> Task requirements: Every line from the one containing "Self::default()" to the one containing "or key prefix." in the records below, both included, must be set down exactly, and no other line.

> Dataset records:
-----

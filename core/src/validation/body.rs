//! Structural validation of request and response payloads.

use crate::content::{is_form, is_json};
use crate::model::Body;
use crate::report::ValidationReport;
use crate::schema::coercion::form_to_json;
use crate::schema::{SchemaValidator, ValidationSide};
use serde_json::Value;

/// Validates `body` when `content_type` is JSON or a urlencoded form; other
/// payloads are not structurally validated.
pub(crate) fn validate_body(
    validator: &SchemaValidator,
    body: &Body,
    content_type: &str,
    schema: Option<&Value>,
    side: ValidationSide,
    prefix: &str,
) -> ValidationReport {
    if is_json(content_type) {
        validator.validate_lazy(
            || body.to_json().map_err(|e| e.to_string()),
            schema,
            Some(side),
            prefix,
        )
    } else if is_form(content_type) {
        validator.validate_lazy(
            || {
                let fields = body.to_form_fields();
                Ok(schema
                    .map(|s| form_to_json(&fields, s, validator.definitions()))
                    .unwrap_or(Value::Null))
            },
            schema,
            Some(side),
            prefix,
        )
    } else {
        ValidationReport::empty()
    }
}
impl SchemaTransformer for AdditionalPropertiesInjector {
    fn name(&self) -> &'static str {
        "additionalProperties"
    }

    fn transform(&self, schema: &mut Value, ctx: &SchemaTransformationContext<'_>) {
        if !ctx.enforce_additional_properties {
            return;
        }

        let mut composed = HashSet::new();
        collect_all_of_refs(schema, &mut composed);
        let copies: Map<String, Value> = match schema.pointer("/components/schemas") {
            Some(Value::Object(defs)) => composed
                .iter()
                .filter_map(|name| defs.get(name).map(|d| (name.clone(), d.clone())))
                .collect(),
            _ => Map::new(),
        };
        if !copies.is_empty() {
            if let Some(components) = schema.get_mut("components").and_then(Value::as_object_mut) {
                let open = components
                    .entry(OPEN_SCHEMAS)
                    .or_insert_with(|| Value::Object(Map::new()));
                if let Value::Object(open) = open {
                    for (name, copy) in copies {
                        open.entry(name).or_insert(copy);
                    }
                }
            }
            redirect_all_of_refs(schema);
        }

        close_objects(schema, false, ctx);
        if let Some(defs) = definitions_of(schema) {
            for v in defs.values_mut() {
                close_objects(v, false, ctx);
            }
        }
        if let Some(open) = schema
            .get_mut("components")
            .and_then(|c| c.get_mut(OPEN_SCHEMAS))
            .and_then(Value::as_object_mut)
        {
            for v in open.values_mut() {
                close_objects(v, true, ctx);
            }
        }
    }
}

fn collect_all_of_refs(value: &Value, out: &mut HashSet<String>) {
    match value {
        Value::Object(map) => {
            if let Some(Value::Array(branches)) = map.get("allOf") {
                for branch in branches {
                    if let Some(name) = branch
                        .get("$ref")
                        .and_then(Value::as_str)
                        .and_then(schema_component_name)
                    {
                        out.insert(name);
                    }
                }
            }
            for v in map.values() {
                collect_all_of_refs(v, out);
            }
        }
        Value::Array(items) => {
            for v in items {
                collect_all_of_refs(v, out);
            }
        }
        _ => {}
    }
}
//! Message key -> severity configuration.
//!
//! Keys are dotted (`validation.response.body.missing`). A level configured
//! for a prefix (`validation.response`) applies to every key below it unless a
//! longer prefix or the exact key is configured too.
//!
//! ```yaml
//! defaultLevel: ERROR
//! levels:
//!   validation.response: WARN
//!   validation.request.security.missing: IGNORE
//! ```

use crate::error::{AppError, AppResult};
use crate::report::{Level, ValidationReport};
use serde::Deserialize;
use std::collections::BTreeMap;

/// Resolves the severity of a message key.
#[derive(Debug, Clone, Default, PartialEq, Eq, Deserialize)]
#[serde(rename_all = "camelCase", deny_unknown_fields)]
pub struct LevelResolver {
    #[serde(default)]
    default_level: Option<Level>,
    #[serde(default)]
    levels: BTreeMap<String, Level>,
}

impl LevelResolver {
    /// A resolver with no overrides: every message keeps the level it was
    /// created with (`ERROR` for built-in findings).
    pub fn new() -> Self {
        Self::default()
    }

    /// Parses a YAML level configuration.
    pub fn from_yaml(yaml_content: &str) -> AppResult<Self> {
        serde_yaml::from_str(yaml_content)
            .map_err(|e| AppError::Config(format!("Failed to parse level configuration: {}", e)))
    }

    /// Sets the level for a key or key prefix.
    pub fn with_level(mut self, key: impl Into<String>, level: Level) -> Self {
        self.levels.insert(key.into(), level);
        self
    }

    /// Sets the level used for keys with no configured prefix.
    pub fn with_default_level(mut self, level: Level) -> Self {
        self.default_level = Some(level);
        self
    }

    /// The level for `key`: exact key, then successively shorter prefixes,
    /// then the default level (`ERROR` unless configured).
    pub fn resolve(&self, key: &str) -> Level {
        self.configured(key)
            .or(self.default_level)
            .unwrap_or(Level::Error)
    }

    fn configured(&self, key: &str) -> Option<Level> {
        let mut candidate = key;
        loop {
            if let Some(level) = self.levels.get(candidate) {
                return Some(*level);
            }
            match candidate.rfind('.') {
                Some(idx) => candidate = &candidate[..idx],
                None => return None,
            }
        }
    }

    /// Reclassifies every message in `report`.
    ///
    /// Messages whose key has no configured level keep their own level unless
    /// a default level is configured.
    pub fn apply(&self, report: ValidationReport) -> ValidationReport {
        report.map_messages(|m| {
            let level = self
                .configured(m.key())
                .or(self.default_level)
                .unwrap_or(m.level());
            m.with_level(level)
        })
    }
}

-----

> Response:
        Self::default()
    }

    /// Parses a YAML level configuration.
    pub fn from_yaml(yaml_content: &str) -> AppResult<Self> {
        serde_yaml::from_str(yaml_content)
            .map_err(|e| AppError::Config(format!("Failed to parse level configuration: {}", e)))
    }

    /// Sets the level for a key or key prefix.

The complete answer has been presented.